• Aim of the task: Locate each line in the records containing "bool". Copy it.

• Data listing:
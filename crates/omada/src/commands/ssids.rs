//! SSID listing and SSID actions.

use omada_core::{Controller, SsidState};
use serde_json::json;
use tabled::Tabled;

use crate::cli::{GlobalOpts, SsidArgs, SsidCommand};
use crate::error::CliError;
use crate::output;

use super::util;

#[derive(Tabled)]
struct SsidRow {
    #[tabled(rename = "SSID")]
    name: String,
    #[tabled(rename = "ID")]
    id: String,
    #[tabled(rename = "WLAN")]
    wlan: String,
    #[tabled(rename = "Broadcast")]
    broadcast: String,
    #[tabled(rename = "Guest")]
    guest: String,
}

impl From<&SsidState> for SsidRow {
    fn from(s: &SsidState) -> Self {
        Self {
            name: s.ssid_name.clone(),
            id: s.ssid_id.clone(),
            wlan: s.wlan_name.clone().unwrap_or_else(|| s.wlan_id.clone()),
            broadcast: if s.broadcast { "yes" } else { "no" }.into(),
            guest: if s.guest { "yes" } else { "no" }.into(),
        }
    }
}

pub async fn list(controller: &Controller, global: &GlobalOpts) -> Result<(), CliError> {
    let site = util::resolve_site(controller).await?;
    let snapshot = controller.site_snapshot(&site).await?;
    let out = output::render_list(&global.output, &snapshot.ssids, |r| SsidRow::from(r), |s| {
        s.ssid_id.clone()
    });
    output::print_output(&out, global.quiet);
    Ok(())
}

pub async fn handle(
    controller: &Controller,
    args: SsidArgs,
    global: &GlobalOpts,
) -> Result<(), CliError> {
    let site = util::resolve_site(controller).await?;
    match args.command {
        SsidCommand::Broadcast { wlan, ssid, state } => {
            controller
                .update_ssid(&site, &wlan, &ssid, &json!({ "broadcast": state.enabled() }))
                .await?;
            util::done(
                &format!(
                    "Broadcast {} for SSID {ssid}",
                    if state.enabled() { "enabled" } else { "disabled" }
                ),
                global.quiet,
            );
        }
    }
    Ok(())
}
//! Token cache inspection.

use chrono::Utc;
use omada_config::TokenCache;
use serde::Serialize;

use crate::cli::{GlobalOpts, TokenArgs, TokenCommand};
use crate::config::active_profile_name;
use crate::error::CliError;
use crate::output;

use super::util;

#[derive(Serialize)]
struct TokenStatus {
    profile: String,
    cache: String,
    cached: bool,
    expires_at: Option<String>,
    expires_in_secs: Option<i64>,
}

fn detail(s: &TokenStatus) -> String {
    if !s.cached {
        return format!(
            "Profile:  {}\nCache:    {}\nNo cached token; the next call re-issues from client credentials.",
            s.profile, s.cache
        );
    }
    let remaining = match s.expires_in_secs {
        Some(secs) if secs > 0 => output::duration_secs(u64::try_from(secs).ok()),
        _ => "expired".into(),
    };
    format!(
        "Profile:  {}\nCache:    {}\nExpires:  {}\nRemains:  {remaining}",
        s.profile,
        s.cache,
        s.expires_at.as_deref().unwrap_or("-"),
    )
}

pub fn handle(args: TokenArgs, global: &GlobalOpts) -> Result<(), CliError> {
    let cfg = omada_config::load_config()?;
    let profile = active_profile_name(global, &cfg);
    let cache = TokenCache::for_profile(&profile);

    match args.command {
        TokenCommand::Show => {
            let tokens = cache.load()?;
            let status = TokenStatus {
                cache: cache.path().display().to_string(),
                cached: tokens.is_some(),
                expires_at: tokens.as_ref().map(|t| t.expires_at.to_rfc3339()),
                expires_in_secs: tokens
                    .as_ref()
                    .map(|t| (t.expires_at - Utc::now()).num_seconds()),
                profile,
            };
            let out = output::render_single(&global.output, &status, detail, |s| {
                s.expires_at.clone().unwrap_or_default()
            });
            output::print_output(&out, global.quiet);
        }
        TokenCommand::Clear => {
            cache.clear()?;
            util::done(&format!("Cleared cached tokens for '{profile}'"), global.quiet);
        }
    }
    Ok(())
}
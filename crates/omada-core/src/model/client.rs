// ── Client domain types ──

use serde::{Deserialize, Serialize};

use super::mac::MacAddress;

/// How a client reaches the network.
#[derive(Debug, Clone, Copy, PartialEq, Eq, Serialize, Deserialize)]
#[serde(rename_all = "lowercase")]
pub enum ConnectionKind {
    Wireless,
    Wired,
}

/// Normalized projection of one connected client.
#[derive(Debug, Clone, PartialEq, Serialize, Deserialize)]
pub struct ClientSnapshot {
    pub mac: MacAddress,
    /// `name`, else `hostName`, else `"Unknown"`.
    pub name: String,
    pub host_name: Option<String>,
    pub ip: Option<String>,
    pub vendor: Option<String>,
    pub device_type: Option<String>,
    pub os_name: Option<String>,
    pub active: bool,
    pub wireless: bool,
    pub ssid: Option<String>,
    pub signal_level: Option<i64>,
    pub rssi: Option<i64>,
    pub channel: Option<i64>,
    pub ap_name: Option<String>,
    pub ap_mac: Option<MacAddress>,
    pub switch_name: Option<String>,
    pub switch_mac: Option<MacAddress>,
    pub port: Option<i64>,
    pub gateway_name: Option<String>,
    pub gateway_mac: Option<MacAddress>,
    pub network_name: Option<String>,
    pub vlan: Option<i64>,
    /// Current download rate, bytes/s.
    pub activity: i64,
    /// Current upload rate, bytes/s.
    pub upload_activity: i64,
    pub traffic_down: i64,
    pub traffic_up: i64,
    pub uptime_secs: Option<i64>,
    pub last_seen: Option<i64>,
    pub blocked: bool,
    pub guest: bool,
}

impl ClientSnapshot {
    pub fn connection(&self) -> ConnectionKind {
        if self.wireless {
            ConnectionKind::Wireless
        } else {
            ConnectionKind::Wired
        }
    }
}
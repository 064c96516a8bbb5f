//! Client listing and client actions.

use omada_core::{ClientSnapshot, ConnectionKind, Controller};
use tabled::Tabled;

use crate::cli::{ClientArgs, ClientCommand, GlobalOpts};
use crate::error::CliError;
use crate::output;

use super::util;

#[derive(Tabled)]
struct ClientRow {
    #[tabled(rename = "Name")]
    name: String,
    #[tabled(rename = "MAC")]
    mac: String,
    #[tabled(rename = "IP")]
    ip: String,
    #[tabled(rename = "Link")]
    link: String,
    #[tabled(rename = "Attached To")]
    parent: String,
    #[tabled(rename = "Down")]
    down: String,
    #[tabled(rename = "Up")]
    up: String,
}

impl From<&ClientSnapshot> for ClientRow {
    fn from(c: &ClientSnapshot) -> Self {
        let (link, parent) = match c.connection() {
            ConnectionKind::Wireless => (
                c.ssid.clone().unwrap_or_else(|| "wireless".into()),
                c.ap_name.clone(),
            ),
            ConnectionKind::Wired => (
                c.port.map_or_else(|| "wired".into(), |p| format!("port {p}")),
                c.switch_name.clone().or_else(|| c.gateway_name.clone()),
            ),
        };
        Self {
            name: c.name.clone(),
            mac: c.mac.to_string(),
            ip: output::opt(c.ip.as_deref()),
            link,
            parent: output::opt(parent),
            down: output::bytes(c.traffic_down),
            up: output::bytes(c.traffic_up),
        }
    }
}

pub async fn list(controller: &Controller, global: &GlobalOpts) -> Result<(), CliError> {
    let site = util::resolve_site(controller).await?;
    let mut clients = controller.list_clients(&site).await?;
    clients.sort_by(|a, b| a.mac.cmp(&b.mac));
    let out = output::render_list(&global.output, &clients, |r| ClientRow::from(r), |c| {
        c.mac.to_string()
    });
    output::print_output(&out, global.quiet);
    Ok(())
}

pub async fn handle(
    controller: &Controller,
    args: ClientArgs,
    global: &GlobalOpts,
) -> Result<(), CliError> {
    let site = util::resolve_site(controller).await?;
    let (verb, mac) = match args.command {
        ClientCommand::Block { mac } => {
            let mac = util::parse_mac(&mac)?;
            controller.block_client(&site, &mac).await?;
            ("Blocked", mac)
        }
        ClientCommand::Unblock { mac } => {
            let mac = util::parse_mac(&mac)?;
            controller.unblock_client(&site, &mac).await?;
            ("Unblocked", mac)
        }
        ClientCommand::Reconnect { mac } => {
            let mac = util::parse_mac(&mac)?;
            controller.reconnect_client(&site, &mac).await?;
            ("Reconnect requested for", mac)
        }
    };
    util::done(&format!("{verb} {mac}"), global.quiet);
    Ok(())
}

• Answer box:
    cached: bool,
    pub active: bool,
    pub wireless: bool,
    pub blocked: bool,
    pub guest: bool,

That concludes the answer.